*** Opening of Data section ***
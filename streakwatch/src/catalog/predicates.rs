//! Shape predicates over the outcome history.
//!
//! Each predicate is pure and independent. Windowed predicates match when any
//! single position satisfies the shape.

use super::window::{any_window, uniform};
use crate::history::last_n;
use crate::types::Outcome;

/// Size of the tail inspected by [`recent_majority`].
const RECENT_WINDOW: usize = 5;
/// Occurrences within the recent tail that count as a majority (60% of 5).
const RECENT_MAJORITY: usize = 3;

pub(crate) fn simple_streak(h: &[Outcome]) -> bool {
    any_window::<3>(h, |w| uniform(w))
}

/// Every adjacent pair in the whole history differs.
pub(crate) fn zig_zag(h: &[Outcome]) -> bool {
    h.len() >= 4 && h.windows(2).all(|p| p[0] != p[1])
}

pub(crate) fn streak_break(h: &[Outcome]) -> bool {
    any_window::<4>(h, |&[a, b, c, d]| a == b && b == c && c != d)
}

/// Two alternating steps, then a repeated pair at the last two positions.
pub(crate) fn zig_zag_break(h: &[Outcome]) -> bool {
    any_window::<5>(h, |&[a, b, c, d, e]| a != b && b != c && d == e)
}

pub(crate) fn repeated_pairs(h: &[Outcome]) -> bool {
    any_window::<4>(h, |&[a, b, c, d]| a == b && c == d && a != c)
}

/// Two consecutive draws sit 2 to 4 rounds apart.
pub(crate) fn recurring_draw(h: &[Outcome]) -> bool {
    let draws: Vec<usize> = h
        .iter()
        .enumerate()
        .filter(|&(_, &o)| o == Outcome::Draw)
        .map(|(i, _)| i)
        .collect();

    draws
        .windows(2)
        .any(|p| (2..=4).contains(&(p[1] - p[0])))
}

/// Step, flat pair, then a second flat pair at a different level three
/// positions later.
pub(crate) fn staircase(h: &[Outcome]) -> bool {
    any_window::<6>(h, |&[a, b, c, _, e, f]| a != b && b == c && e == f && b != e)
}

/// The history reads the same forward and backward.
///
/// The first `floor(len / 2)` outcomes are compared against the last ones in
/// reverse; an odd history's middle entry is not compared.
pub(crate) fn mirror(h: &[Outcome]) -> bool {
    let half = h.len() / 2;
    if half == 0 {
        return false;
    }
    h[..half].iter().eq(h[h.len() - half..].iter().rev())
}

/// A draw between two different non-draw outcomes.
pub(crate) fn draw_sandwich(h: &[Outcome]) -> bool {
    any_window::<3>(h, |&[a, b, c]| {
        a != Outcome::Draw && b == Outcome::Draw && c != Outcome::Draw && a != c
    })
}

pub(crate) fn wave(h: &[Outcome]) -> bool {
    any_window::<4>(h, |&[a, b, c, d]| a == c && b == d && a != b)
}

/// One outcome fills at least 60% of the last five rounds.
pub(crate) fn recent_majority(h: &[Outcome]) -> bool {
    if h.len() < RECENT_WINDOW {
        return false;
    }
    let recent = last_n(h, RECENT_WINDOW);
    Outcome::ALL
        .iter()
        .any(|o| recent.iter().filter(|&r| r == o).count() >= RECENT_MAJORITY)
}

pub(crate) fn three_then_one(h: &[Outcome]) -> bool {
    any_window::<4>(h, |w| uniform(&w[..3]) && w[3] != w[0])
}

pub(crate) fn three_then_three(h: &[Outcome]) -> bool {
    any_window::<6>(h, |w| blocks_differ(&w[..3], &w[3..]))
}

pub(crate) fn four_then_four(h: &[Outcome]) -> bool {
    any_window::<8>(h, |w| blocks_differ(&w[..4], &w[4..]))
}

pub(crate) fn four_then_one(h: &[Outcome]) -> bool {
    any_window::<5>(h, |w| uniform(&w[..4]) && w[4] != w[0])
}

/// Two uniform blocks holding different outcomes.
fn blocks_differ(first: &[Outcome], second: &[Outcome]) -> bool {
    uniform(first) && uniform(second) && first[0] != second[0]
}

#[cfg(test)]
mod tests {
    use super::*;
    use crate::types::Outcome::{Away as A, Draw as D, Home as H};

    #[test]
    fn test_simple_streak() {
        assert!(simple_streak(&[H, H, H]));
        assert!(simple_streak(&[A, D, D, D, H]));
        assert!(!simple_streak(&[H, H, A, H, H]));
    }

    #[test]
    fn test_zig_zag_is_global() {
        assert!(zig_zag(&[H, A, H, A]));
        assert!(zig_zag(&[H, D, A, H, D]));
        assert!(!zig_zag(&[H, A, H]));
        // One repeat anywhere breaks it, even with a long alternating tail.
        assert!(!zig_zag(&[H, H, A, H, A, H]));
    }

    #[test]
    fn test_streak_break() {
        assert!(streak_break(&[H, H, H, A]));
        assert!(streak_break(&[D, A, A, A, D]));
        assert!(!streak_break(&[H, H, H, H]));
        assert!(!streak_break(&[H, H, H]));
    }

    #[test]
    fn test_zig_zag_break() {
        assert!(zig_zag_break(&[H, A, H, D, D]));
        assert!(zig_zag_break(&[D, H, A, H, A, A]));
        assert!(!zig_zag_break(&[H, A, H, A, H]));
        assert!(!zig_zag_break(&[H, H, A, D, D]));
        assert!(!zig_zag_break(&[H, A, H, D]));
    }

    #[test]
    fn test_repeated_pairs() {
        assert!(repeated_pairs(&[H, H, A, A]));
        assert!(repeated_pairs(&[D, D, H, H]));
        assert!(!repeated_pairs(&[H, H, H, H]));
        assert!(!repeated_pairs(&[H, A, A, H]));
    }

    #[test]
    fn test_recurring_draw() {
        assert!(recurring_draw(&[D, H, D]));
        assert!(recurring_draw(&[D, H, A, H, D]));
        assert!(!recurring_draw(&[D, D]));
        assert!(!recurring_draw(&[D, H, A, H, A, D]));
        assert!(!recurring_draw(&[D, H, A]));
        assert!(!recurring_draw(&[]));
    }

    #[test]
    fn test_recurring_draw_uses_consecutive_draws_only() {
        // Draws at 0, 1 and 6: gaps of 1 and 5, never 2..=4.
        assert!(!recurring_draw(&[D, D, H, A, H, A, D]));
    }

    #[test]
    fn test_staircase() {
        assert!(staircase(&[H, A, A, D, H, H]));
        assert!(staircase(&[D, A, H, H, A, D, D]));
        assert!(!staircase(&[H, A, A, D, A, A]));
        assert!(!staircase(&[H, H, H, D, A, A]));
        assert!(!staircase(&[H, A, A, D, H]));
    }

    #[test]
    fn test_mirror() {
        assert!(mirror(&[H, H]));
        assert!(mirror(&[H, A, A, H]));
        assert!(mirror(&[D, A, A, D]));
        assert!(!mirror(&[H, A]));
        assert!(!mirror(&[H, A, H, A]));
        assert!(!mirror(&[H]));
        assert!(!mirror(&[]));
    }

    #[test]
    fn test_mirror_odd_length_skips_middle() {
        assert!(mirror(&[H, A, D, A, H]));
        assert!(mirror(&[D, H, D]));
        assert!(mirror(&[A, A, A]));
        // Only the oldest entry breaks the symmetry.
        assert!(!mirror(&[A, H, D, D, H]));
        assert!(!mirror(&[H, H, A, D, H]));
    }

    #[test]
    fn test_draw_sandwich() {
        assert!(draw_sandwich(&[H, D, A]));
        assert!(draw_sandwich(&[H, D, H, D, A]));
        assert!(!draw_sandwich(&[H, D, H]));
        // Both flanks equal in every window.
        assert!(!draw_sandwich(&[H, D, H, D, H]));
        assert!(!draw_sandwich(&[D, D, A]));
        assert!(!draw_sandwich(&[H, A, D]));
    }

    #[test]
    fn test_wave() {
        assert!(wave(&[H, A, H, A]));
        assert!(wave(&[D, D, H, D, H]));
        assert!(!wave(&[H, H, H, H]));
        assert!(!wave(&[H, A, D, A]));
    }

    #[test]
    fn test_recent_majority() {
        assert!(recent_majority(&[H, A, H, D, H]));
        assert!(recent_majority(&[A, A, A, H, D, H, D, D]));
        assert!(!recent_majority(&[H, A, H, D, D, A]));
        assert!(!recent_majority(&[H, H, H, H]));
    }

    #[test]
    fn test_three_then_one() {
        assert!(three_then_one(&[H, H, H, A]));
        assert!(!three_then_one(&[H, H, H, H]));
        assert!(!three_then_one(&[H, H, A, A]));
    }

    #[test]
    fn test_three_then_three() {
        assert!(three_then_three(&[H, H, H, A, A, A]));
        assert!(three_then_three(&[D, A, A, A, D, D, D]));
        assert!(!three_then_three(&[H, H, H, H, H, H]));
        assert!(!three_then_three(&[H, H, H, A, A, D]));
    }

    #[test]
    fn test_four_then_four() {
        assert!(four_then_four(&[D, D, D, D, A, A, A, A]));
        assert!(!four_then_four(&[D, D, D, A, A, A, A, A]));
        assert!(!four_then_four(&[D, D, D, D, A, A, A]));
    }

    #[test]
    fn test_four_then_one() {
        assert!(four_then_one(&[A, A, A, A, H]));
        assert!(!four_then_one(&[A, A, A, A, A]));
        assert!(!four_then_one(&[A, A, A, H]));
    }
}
*** Close of Data section ***
What this task involves >>
Your answer should be each line of the data that contains the word "different", copied as it stands.

Result of the task >>
/// Step, flat pair, then a second flat pair at a different level three
/// A draw between two different non-draw outcomes.
/// Two uniform blocks holding different outcomes.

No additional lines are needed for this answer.